Michael Sittig retired in September 2020 after 25 years as executive director of the Florida League of Cities (FLC). He was the Florida City and County Management Association (FCCMA) executive director in the mid-1970s for several years (records from that time do not exist) and again from 1992 to 1996. Prior to his tenure with the League, he served for two years as assistant city manager in West Palm Beach.

FLC provides administrative staffing for FCCMA, so Sittig’s positions brought him into close contact with Florida’s city and county managers, deputies, assistants, and other professionals, and he consistently supported their interests. He was front and center in defending several challenges to the council-manager plan and expanding FCCMA’s membership to include county managers. He included managers on each FLC policy committee so that they had an active advocacy role in Florida and nationally—and he also lobbied state agencies to appoint city managers to advisory committees and boards whenever possible.

Under his leadership, the League ensured assistance to each city, town, and village (and many counties) with research, publications, conferences, and technical support. He urged managers to take advantage of FLC programs that would help their communities and regularly engaged FCCMA members in brainstorming sessions, retreats, and other activities. He helped create the Center for Florida Local Government Excellence (now at Florida Gulf Coast University) and ensured its financial sustainability with funds from FLC for more than a decade.

As FLC’s chief lobbyist, he was a stalwart defender of municipal home rule powers. He also sought innovations in local government fiscal capacity and pushed for administrative reforms for most reporting requirements, rule-making procedures, and state agency relationships across the state. 

Sittig was a vocal advocate for professional development of municipal staff, and his educational outreach included conferences, regional workshops, and digital events for practitioners.
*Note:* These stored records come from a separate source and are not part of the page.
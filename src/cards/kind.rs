//! Card variants and their fixed attributes.
//!
//! Each [`CardKind`] maps to one [`CardStyle`] record. Nothing about a
//! variant is looked up through a type hierarchy; `CardKind::style` is the
//! single source of the per-variant configuration.

use serde::{Deserialize, Serialize};

/// Fixed attributes of a card variant.
#[derive(Clone, Copy, Debug, PartialEq, Eq, Serialize)]
pub struct CardStyle {
    /// Type tag.
    pub kind_name: &'static str,
    /// Canvas fill style.
    pub fill_style: &'static str,
    /// Whether move validation applies.
    pub movable: bool,
    /// Whether the card is drawn.
    pub visible: bool,
}

const VIRUS: CardStyle = CardStyle {
    kind_name: "virus",
    fill_style: "#f4f",
    movable: true,
    visible: false,
};

const LINK: CardStyle = CardStyle {
    kind_name: "link",
    fill_style: "#44f",
    movable: true,
    visible: false,
};

const ENEMY: CardStyle = CardStyle {
    kind_name: "enemy",
    fill_style: "#f44",
    movable: false,
    visible: true,
};

const EXIT: CardStyle = CardStyle {
    kind_name: "exit",
    fill_style: "#ff4",
    movable: false,
    visible: true,
};

const OWN_EXIT: CardStyle = CardStyle { kind_name: "own_exit", ..EXIT };
const ENEMY_EXIT: CardStyle = CardStyle { kind_name: "enemy_exit", ..EXIT };

/// Which player a card belongs to.
#[derive(Clone, Copy, Debug, PartialEq, Eq, Hash, Serialize, Deserialize)]
pub enum Side {
    Own,
    Opponent,
}

/// Card variant.
#[derive(Clone, Copy, Debug, PartialEq, Eq, Hash, Serialize, Deserialize)]
pub enum CardKind {
    Virus,
    Link,
    Enemy,
    /// Generic exit. Own and enemy exits share its style.
    Exit,
    OwnExit,
    EnemyExit,
}

impl CardKind {
    /// Every variant.
    pub const ALL: [CardKind; 6] = [
        CardKind::Virus,
        CardKind::Link,
        CardKind::Enemy,
        CardKind::Exit,
        CardKind::OwnExit,
        CardKind::EnemyExit,
    ];

    /// The fixed attributes of this variant.
    #[must_use]
    pub const fn style(self) -> &'static CardStyle {
        match self {
            CardKind::Virus => &VIRUS,
            CardKind::Link => &LINK,
            CardKind::Enemy => &ENEMY,
            CardKind::Exit => &EXIT,
            CardKind::OwnExit => &OWN_EXIT,
            CardKind::EnemyExit => &ENEMY_EXIT,
        }
    }

    /// Variant name, as used in placement hook keys.
    #[must_use]
    pub const fn type_name(self) -> &'static str {
        match self {
            CardKind::Virus => "Virus",
            CardKind::Link => "Link",
            CardKind::Enemy => "Enemy",
            CardKind::Exit => "Exit",
            CardKind::OwnExit => "OwnExit",
            CardKind::EnemyExit => "EnemyExit",
        }
    }

    /// Single-character board glyph.
    #[must_use]
    pub const fn glyph(self) -> char {
        match self {
            CardKind::Virus => 'V',
            CardKind::Link => 'L',
            CardKind::Enemy => 'E',
            CardKind::Exit => 'X',
            CardKind::OwnExit => 'O',
            CardKind::EnemyExit => 'N',
        }
    }

    /// The player this variant belongs to. The generic exit has no side.
    #[must_use]
    pub const fn side(self) -> Option<Side> {
        match self {
            CardKind::Virus | CardKind::Link | CardKind::OwnExit => Some(Side::Own),
            CardKind::Enemy | CardKind::EnemyExit => Some(Side::Opponent),
            CardKind::Exit => None,
        }
    }

    /// Check if this is one of the exit variants.
    #[must_use]
    pub const fn is_exit(self) -> bool {
        matches!(self, CardKind::Exit | CardKind::OwnExit | CardKind::EnemyExit)
    }
}

impl std::fmt::Display for CardKind {
    fn fmt(&self, f: &mut std::fmt::Formatter<'_>) -> std::fmt::Result {
        f.write_str(self.type_name())
    }
}
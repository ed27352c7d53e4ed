//! Board cards.
//!
//! A `Card` is an entity that knows about the board grid: it can snap screen
//! positions to cells and decide whether a move from its selected cell is
//! legal. Variant-specific attributes come from [`CardKind::style`].

use std::cell::RefCell;
use std::rc::Rc;

use crate::core::{BoardConfig, Camera, Cell, EntityId, MoveError, RegistryError, Vec2};
use crate::entity::{spawn, Entity, EntityBase};
use crate::events::EventRegistry;
use crate::render::RenderContext;

use super::kind::{CardKind, Side};

/// Z-order of every card; cards draw beneath scenery.
pub const CARD_Z_ORDER: i32 = -10;

/// Shared handle to a spawned card.
pub type CardHandle = Rc<RefCell<Card>>;

/// A card on (or about to be on) the board.
#[derive(Clone, Debug)]
pub struct Card {
    pub base: EntityBase,

    kind: CardKind,

    /// Selected cell. `None` means not picked up.
    pub board_position: Option<Cell>,

    /// Whether move validation applies.
    pub movable: bool,

    pub fill_style: &'static str,
}

impl Card {
    /// Create an unregistered card of the given kind.
    ///
    /// The card starts at the screen origin with the configured card size.
    pub fn new(kind: CardKind, id: EntityId, config: &BoardConfig) -> Self {
        let style = kind.style();
        Self {
            base: EntityBase::new(id)
                .with_geometry(Vec2::ZERO, config.card_size)
                .with_visible(style.visible)
                .with_z_order(CARD_Z_ORDER),
            kind,
            board_position: None,
            movable: style.movable,
            fill_style: style.fill_style,
        }
    }

    /// Create a card with an issued ID and register its click handler.
    pub fn spawn(
        kind: CardKind,
        config: &BoardConfig,
        registry: &mut EventRegistry,
    ) -> Result<CardHandle, RegistryError> {
        let id = registry.issue_id()?;
        Ok(Self::spawn_with_id(kind, id, config, registry))
    }

    /// Create a card with a caller-assigned ID and register its click handler.
    ///
    /// Reusing an ID replaces the earlier card's click handler.
    pub fn spawn_with_id(
        kind: CardKind,
        id: EntityId,
        config: &BoardConfig,
        registry: &mut EventRegistry,
    ) -> CardHandle {
        spawn(Self::new(kind, id, config), registry)
    }

    #[must_use]
    pub fn kind(&self) -> CardKind {
        self.kind
    }

    /// The player this card belongs to.
    #[must_use]
    pub fn side(&self) -> Option<Side> {
        self.kind.side()
    }

    /// The variant's type tag.
    #[must_use]
    pub fn kind_name(&self) -> &'static str {
        self.kind.style().kind_name
    }

    /// Snap a screen position to the screen origin of the clamped cell under
    /// it. See [`BoardConfig::snap_to_cell`].
    #[must_use]
    pub fn board_cell_from_screen(pos: Vec2, camera: &Camera, config: &BoardConfig) -> Vec2 {
        config.snap_to_cell(pos, camera)
    }

    /// Duplicate this card as a new entity.
    ///
    /// The copy gets a fresh ID and name and its own click handler bound to
    /// itself. Every other field, selection included, is carried over.
    pub fn copy(&self, registry: &mut EventRegistry) -> Result<CardHandle, RegistryError> {
        let id = registry.issue_id()?;
        let mut base = self.base.clone();
        base.id = id;
        base.name = id.default_name();

        Ok(spawn(Self { base, ..self.clone() }, registry))
    }

    /// Pick the card up at a cell. No legality check happens here.
    pub fn select_to_move(&mut self, cell: Cell) {
        self.board_position = Some(cell);
    }

    /// Put the card down without moving it.
    pub fn clear_selection(&mut self) {
        self.board_position = None;
    }

    /// Check a move from the selected cell.
    ///
    /// Legal moves stay in place or take one orthogonal step.
    pub fn check_move(&self, to: Cell) -> Result<(), MoveError> {
        let from = self.board_position.ok_or(MoveError::NoSelection)?;
        let distance = from.manhattan(to);
        if distance > 1 {
            return Err(MoveError::TooFar { from, to, distance });
        }
        Ok(())
    }

    /// Whether a move from the selected cell to `to` is legal.
    #[must_use]
    pub fn valid_move(&self, to: Cell) -> bool {
        self.check_move(to).is_ok()
    }
}

impl Entity for Card {
    fn base(&self) -> &EntityBase {
        &self.base
    }

    fn base_mut(&mut self) -> &mut EntityBase {
        &mut self.base
    }

    /// Fills with width and height, unlike scenery.
    fn draw(&self, ctx: &mut dyn RenderContext) {
        let Some((pos, size)) = self.base.rect() else {
            return;
        };
        ctx.set_fill_style(self.fill_style);
        ctx.fill_rect(pos.x, pos.y, size.x, size.y);
    }
}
He also sought to educate the public with a curriculum called “Cities in the Classroom,” which promotes professionalism in municipal government for seventh-grade civics programs.

Honorary Membership is conferred on Sittig in recognition of his support of professional managers, his contributions to strengthening the structure of local government, his leadership in increasing citizen understanding of local governance, and his role in enhancing the responsiveness and effectiveness of local government.